→ **REQUIRED WORK**
In full and without change, transcribe the records below.

** RAW DATA follows **

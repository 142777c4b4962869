use chrono::{Duration, NaiveDateTime};

use funnelforge_core::{AcquisitionChannel, Country, User};

use crate::draws::DrawSource;

/// Mean of the Poisson day offset between the base epoch and a signup.
pub const SIGNUP_OFFSET_MEAN_DAYS: f64 = 30.0;

/// Produce the user population in insertion order.
///
/// Per user the draw order is fixed: identifier, signup offset, acquisition
/// channel, country. Signup instants may collide across users.
pub fn generate_users(
    count: u64,
    base: NaiveDateTime,
    draws: &mut impl DrawSource,
) -> Vec<User> {
    let mut users = Vec::with_capacity(count as usize);
    for _ in 0..count {
        let user_id = draws.uuid();
        let offset_days = draws.poisson(SIGNUP_OFFSET_MEAN_DAYS);
        users.push(User {
            user_id,
            signup_at: base + Duration::days(offset_days),
            acquisition_channel: *draws.pick(&AcquisitionChannel::ALL),
            country: *draws.pick(&Country::ALL),
        });
    }
    users
}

** End of RAW DATA **

→ **SOLUTION FOR THIS PROBLEM**
repository 142777c4b4962869
use chrono::{Duration, NaiveDateTime};

use funnelforge_core::{AcquisitionChannel, Country, User};

use crate::draws::DrawSource;

/// Mean of the Poisson day offset between the base epoch and a signup.
pub const SIGNUP_OFFSET_MEAN_DAYS: f64 = 30.0;

/// Produce the user population in insertion order.
///
/// Per user the draw order is fixed: identifier, signup offset, acquisition
/// channel, country. Signup instants may collide across users.
pub fn generate_users(
    count: u64,
    base: NaiveDateTime,
    draws: &mut impl DrawSource,
) -> Vec<User> {
    let mut users = Vec::with_capacity(count as usize);
    for _ in 0..count {
        let user_id = draws.uuid();
        let offset_days = draws.poisson(SIGNUP_OFFSET_MEAN_DAYS);
        users.push(User {
            user_id,
            signup_at: base + Duration::days(offset_days),
            acquisition_channel: *draws.pick(&AcquisitionChannel::ALL),
            country: *draws.pick(&Country::ALL),
        });
    }
    users
}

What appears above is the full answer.